Interesting I got SP and SJ. I had a hard time relating this since I haven't had much experience in the workplace especially at one for any length of time and certainly never had a leadership role. I usually get Improviser/Catalyst for these tests although I did get Theorist too once lol. I got Improviser/Stabilizer on this one so I feel something is off a bit.



firedell said:


> Yes, I have previously typed myself as ISFP, but I don't feel that connection.


I know exactly how you feel. I do feel that connection with ESFP as well.


----------



## Voici Claire (Aug 10, 2010)

i had no problems.


----------



## firedell (Aug 5, 2009)

Functianalyst said:


> Sure, but so can ENFPs, ENTPs and ESFJs since the interaction style of those types will be "Get Things Going":There are some stereotypes such as partying that just seems to defy principles of type. Yes ESPs will want to enjoy themselves with others, but their sense of entertainment seems more earthy which could mean having a bunch of friends over to play cards..... The ESFPs (assuming they were) that I have encountered can be quite business oriented and know how to make the best of anything.
> 
> Don't take this the wrong way Firedell, but maybe you should start from scratch. First not wanting to know and find no need for you to say, but your age may have something to do with the fact that you are still developing a type. If you are over 21 then you should be able to determine at least your dominant function. Next, start at basics and determine your temperament order. It would be easy for ENFP and ESFP to confuse themselves. *This assessment* may be of some benefit if you choose to take it. It should give you an indication of the order of how you prefer temperaments. It will not surprise me that you prefer SP-NF or vice-versa as your most two preferred temperaments. If you do choose to assess, distinguish between what you are expected to do per society, work, community, etc.... and how you would be if just left to your own devices.

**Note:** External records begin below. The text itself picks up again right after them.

//! Twilio resource records.
//!
//! # Design
//! These are passive data shapes with the field names Twilio uses on the
//! wire. Nothing in the client decodes them automatically; callers pick the
//! shape that matches the resource they requested and call
//! `HttpResponse::json`.

use std::collections::HashMap;

use serde::{Deserialize, Serialize};

use crate::timestamp::Timestamp;

/// Error resource returned by the API when a request fails.
#[derive(Debug, Clone, Serialize, Deserialize, PartialEq, Eq)]
pub struct Exception {
    /// HTTP status of the failed request.
    #[serde(rename = "status", alias = "Status")]
    pub status: u16,
    pub message: String,
    /// Twilio application error code.
    pub code: u32,
    /// Documentation URL for `code`.
    pub more_info: String,
}

/// A single Twilio account.
#[derive(Debug, Clone, Serialize, Deserialize, PartialEq, Eq)]
pub struct Account {
    /// 34 character identifier of the account.
    pub sid: String,
    pub date_created: Timestamp,
    pub date_updated: Timestamp,
    /// Up to 64 characters; defaults to the owner's email address.
    pub friendly_name: String,
    /// `Trial` or `Full`.
    #[serde(rename = "type")]
    pub kind: String,
    /// `active`, `suspended` or `closed`.
    pub status: String,
    #[serde(default, skip_serializing_if = "String::is_empty")]
    pub auth_token: String,
    /// Path of this resource relative to `https://api.twilio.com`.
    pub uri: String,
    #[serde(default)]
    pub subresource_uris: HashMap<String, String>,
    pub owner_account_sid: String,
}

/// A physical location registered on an account.
#[derive(Debug, Clone, Serialize, Deserialize, PartialEq, Eq)]
pub struct Address {
    pub sid: String,
    pub account_sid: String,
    pub friendly_name: String,
    pub customer_name: String,
    pub street: String,
    pub city: String,
    pub region: String,
    pub postal_code: String,
    /// ISO 3166-1 alpha-2 country code.
    pub iso_country: String,
    pub uri: String,
    pub emergency_enabled: bool,
    /// Whether the address passed local regulatory validation.
    pub validated: bool,
}
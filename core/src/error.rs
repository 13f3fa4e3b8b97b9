//! Error types for the Twilio client core.
//!
//! # Design
//! Construction, codec and transport failures get separate enums so callers
//! can match on the stage that failed. A non-2xx response is not an error at
//! this layer: it comes back as an `HttpResponse` for the caller to inspect.

use thiserror::Error;

/// Errors surfaced by `Client` construction and request dispatch.
#[derive(Debug, Error)]
pub enum ClientError {
    #[error("sid cannot be zero length")]
    EmptySid,

    #[error("secret cannot be zero length")]
    EmptySecret,

    /// A required environment variable was missing or not valid unicode.
    #[error("invalid configuration: {0}")]
    InvalidConfig(String),

    /// The transport failed before a response was received.
    #[error(transparent)]
    Transport(#[from] TransportError),

    /// A response body could not be deserialized into the requested type.
    #[error("deserialization failed: {0}")]
    Deserialization(#[from] serde_json::Error),
}

/// Errors from the timestamp codec.
#[derive(Debug, Error)]
pub enum TimestampError {
    #[error("timestamp year {year} outside of range [1900,9999]")]
    OutOfRange { year: i32 },

    #[error("timestamp parse failed: {0}")]
    Parse(#[from] time::error::Parse),

    #[error("timestamp format failed: {0}")]
    Format(#[from] time::error::Format),
}

/// Errors raised by a `Transport` implementation.
#[derive(Debug, Error)]
pub enum TransportError {
    /// DNS, connect, TLS or protocol failure.
    #[error("request failed: {0}")]
    Request(String),

    /// The response arrived but its body could not be read.
    #[error("reading response body failed: {0}")]
    Body(String),
}

impl From<ureq::Error> for TransportError {
    fn from(err: ureq::Error) -> Self {
        TransportError::Request(err.to_string())
    }
}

> The temperament pattern you rated highest:
> 
> Improviser: Want the freedom to choose the next act. Seek to have impact,to get results. Want to be graceful, bold, and impressive.Generally are excited and optimistic. Are absorbed in the actionof the moment. Are oriented toward the present. Seek adventureand stimulation. Hunger for spontaneity. Trust impulses, luck,and their ability to solve any problem they run into. Think in terms of variation. Have the ability to notice and describerich detail, constantly seeking relevant information. Like freedom to move, festivities, and games. Are natural negotiators. Seize opportunities. Are gifted tacticians, deciding the best move to make in the moment, the expedient action to take. Are frequently drawn to all kinds of work that requires variation on a theme.





> The temperament pattern you rated second:
> 
> Catalyst:Want to be authentic, benevolent and empathic. Search for identity, meaning and significance. Are relationship oriented, particularly valuing meaningful relationships. Are romantic and idealistic, wanting to make the world a better place. Look to the future. Trust their intuition, imagination, impressions. Focus on developing potential, fostering and facilitating growth through coaching, teaching, counseling, communicating. Generally are enthusiastic. Think in terms of integration and similarities and look for universals. Are gifted in the use of metaphors to bridge different perspectives. Are diplomatic. Frequently are drawn to work that inspires and develops people and relationships.


I am 20, when does a person begin to see their other functions clearly?


----------



## Neon Knight (Aug 11, 2010)

I am pretty sure my Te is starting to kick in and I'm in my 30s.


----------



## madhatter (May 30, 2010)

My brother-in-law is an ESFP, and he is not a partyer. He hardly even drinks. But he is such an ESFP, my sister and I were cracking up when I was reading the ESFP description from Lenore Thomson's book, because it described him so perfectly.


----------



## penchant (Sep 20, 2010)

rowingineden said:


> That's interesting, since I've only seen the opposite in action. :laughing:





Functianalyst said:


> I think we can just take a tour of the forum to show overwhelmingly the opposite.





rowingineden said:


> We must be observing different trends, here, then.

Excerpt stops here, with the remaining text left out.